Top of Exercise data

// SPDX-License-Identifier: BUSL-1.1
// Copyright (c) 2026 Alfred Jean LLC

use fleet_core::{AgentId, AgentStatus, Backend, HeartbeatStatus, TaskSpec};
use serde::{Deserialize, Serialize};

/// Request from a client (CLI or workload) to the daemon
#[derive(Debug, Clone, Serialize, Deserialize, PartialEq)]
#[serde(tag = "type")]
pub enum Request {
    /// Health check ping
    Ping,

    /// Version handshake
    Hello {
        version: String,
        /// Auth token for TCP connections (ignored for Unix socket)
        #[serde(default, skip_serializing_if = "Option::is_none")]
        token: Option<String>,
    },

    /// Provision a new agent
    CreateAgent {
        /// Caller-supplied id; generated when absent
        #[serde(default, skip_serializing_if = "Option::is_none")]
        id: Option<AgentId>,
        task: TaskSpec,
        /// Override the daemon's configured backend
        #[serde(default, skip_serializing_if = "Option::is_none")]
        backend: Option<Backend>,
    },

    /// Fetch one agent's record
    GetAgent { id: AgentId },

    /// List agents, optionally filtered by status
    ListAgents {
        #[serde(default, skip_serializing_if = "Option::is_none")]
        status: Option<AgentStatus>,
    },

    /// Tear down an agent's resource, keeping the record
    StopAgent { id: AgentId },

    /// Tear down an agent's resource and remove the record
    DeleteAgent { id: AgentId },

    /// Queue a follow-up instruction for a running agent
    TellAgent { id: AgentId, instruction: String },

    /// Workload progress report
    Heartbeat {
        id: AgentId,
        status: HeartbeatStatus,
        #[serde(default, skip_serializing_if = "Option::is_none")]
        message: Option<String>,
    },

    /// Workload fetch of undelivered instructions
    PullInstructions { id: AgentId },

    /// Force an immediate reconciliation pass, adopting unknown resources
    Resync,

    /// Request daemon shutdown
    Shutdown,
}

#[cfg(test)]
#[path = "request_tests.rs"]
mod tests;
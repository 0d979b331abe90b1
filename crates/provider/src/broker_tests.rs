// SPDX-License-Identifier: BUSL-1.1
// Copyright (c) 2026 Alfred Jean LLC

use super::*;
use crate::FakeProvider;
use fleet_core::Backend;

#[tokio::test]
async fn resolve_returns_metadata_handles_for_gce() {
    let provider = FakeProvider::new(Backend::Gce);
    provider.set_secret("anthropic_api_key", "sk-test").await.unwrap();

    let handles = SecretBroker::new()
        .resolve(&provider, &["anthropic_api_key".to_string()], &[])
        .await
        .unwrap();

    assert_eq!(handles.len(), 1);
    assert!(handles[0].required);
    assert_eq!(
        handles[0].injection,
        Injection::MetadataItem { key: "anthropic-api-key".to_string() }
    );
}

#[tokio::test]
async fn resolve_returns_env_handles_for_kubernetes() {
    let provider = FakeProvider::new(Backend::Kubernetes);
    provider.set_secret("github-token", "ghp_x").await.unwrap();

    let handles = SecretBroker::new()
        .resolve(&provider, &["github-token".to_string()], &[])
        .await
        .unwrap();

    assert_eq!(handles[0].injection, Injection::EnvVar { name: "GITHUB_TOKEN".to_string() });
}

#[tokio::test]
async fn missing_required_credential_fails() {
    let provider = FakeProvider::new(Backend::Gce);
    let err = SecretBroker::new()
        .resolve(&provider, &["anthropic-api-key".to_string()], &[])
        .await
        .unwrap_err();
    assert!(matches!(err, BrokerError::Missing(name) if name == "anthropic-api-key"));
}

#[tokio::test]
async fn missing_optional_credential_is_dropped() {
    let provider = FakeProvider::new(Backend::Gce);
    provider.set_secret("anthropic-api-key", "sk").await.unwrap();

    let handles = SecretBroker::new()
        .resolve(
            &provider,
            &["anthropic-api-key".to_string()],
            &["github-token".to_string()],
        )
        .await
        .unwrap();

    assert_eq!(handles.len(), 1);
    assert_eq!(handles[0].name, "anthropic-api-key");
}

#[test]
fn handles_never_carry_values() {
    // SecretHandle has no value field by construction; this pins the
    // debug representation so one can't sneak in via a later refactor.
    let handle = SecretHandle::for_backend("anthropic-api-key", true, Backend::Gce);
    let debug = format!("{handle:?}");
    assert!(!debug.contains("sk-"));
    assert!(debug.contains("anthropic-api-key"));
}
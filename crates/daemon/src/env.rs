// SPDX-License-Identifier: BUSL-1.1
// Copyright (c) 2026 Alfred Jean LLC

//! Centralized environment variable access for the daemon crate.

use std::path::PathBuf;
use std::time::Duration;

use crate::lifecycle::LifecycleError;

/// Protocol version (from Cargo.toml)
pub const PROTOCOL_VERSION: &str = env!("CARGO_PKG_VERSION");

/// Resolve state directory: FLEET_STATE_DIR > XDG_STATE_HOME/fleet > ~/.local/state/fleet
pub fn state_dir() -> Result<PathBuf, LifecycleError> {
    if let Ok(dir) = std::env::var("FLEET_STATE_DIR") {
        return Ok(PathBuf::from(dir));
    }
    if let Ok(xdg) = std::env::var("XDG_STATE_HOME") {
        return Ok(PathBuf::from(xdg).join("fleet"));
    }
    let home = std::env::var("HOME").map_err(|_| LifecycleError::NoStateDir)?;
    Ok(PathBuf::from(home).join(".local/state/fleet"))
}

/// Default IPC timeout
pub fn ipc_timeout() -> Duration {
    std::env::var("FLEET_IPC_TIMEOUT_MS")
        .ok()
        .and_then(|s| s.parse::<u64>().ok())
        .map(Duration::from_millis)
        .unwrap_or(Duration::from_secs(5))
}

/// TCP port for remote connections. When set, the daemon listens on this
/// port in addition to the Unix socket. Workload heartbeats arrive here.
pub fn tcp_port() -> Option<u16> {
    std::env::var("FLEET_TCP_PORT").ok().and_then(|s| s.parse::<u16>().ok())
}

/// Auth token for TCP connections. Required when `FLEET_TCP_PORT` is set.
/// Validated in the Hello handshake and on workload heartbeat requests.
pub fn auth_token() -> Option<String> {
    std::env::var("FLEET_AUTH_TOKEN").ok().filter(|s| !s.is_empty())
}

/// Reconciler poll interval override
pub fn poll_interval_override() -> Option<Duration> {
    std::env::var("FLEET_POLL_INTERVAL_MS")
        .ok()
        .and_then(|s| s.parse::<u64>().ok())
        .map(Duration::from_millis)
}
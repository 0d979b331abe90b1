// SPDX-License-Identifier: BUSL-1.1
// Copyright (c) 2026 Alfred Jean LLC

//! Append-only per-agent log for instructions and heartbeat history.
//!
//! One JSONL file per agent under `<registry>/log/<agent_id>.jsonl`.
//! Entries are never rewritten: instruction delivery is recorded as a
//! separate `Delivered` marker and the pending set is derived by replay.

use fleet_core::{AgentId, HeartbeatStatus};
use serde::{Deserialize, Serialize};
use std::fs::{self, OpenOptions};
use std::io::{BufRead, BufReader, Write};
use std::path::{Path, PathBuf};

use crate::store::RegistryError;

/// One line of an agent's log file.
#[derive(Debug, Clone, PartialEq, Serialize, Deserialize)]
#[serde(tag = "kind", rename_all = "snake_case")]
pub enum LogEntry {
    /// Operator-supplied follow-up message for the workload to poll.
    Instruction { seq: u64, text: String, at_ms: u64 },
    /// Marks an earlier instruction as fetched by the workload.
    Delivered { seq: u64, at_ms: u64 },
    /// Heartbeat pushed by the workload.
    Heartbeat { seq: u64, status: HeartbeatStatus, message: Option<String>, at_ms: u64 },
}

impl LogEntry {
    pub fn seq(&self) -> u64 {
        match self {
            Self::Instruction { seq, .. } | Self::Delivered { seq, .. } | Self::Heartbeat { seq, .. } => *seq,
        }
    }
}

/// An instruction with its derived delivery state.
#[derive(Debug, Clone, PartialEq, Serialize, Deserialize)]
pub struct InstructionView {
    pub seq: u64,
    pub text: String,
    pub at_ms: u64,
    pub delivered: bool,
}

pub(crate) fn log_path(dir: &Path, id: &AgentId) -> PathBuf {
    dir.join("log").join(format!("{}.jsonl", id))
}

/// Append one entry to the agent's log file, creating it on first write.
pub(crate) fn append(dir: &Path, id: &AgentId, entry: &LogEntry) -> Result<(), RegistryError> {
    let path = log_path(dir, id);
    let mut line = serde_json::to_string(entry)?;
    line.push('\n');
    let mut file = OpenOptions::new().create(true).append(true).open(&path)?;
    file.write_all(line.as_bytes())?;
    Ok(())
}

/// Read every entry of the agent's log; missing file is an empty log.
pub(crate) fn read_all(dir: &Path, id: &AgentId) -> Result<Vec<LogEntry>, RegistryError> {
    let path = log_path(dir, id);
    if !path.exists() {
        return Ok(Vec::new());
    }
    let reader = BufReader::new(fs::File::open(&path)?);
    let mut entries = Vec::new();
    for line in reader.lines() {
        let line = line?;
        if line.trim().is_empty() {
            continue;
        }
        match serde_json::from_str(&line) {
            Ok(entry) => entries.push(entry),
            // A torn final line from a crash mid-append is tolerated.
            Err(e) => tracing::warn!(agent_id = %id, error = %e, "skipping malformed log line"),
        }
    }
    Ok(entries)
}

/// Highest seq present in the agent's log (0 when empty).
pub(crate) fn last_seq(dir: &Path, id: &AgentId) -> Result<u64, RegistryError> {
    Ok(read_all(dir, id)?.iter().map(LogEntry::seq).max().unwrap_or(0))
}

/// Derive the instruction list, oldest first, with delivery flags applied.
pub(crate) fn instructions(dir: &Path, id: &AgentId) -> Result<Vec<InstructionView>, RegistryError> {
    let entries = read_all(dir, id)?;
    let mut views: Vec<InstructionView> = Vec::new();
    for entry in &entries {
        if let LogEntry::Instruction { seq, text, at_ms } = entry {
            views.push(InstructionView {
                seq: *seq,
                text: text.clone(),
                at_ms: *at_ms,
                delivered: false,
            });
        }
    }
    for entry in &entries {
        if let LogEntry::Delivered { seq, .. } = entry {
            if let Some(view) = views.iter_mut().find(|v| v.seq == *seq) {
                view.delivered = true;
            }
        }
    }
    Ok(views)
}

/// Remove the agent's log file, tolerating absence.
pub(crate) fn remove(dir: &Path, id: &AgentId) -> Result<(), RegistryError> {
    let path = log_path(dir, id);
    if path.exists() {
        fs::remove_file(&path)?;
    }
    Ok(())
}

#[cfg(test)]
#[path = "log_tests.rs"]
mod tests;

Bottom of Exercise data

Read the listing above, then copy every line that includes the string "Unix".

        /// Auth token for TCP connections (ignored for Unix socket)
/// port in addition to the Unix socket. Workload heartbeats arrive here.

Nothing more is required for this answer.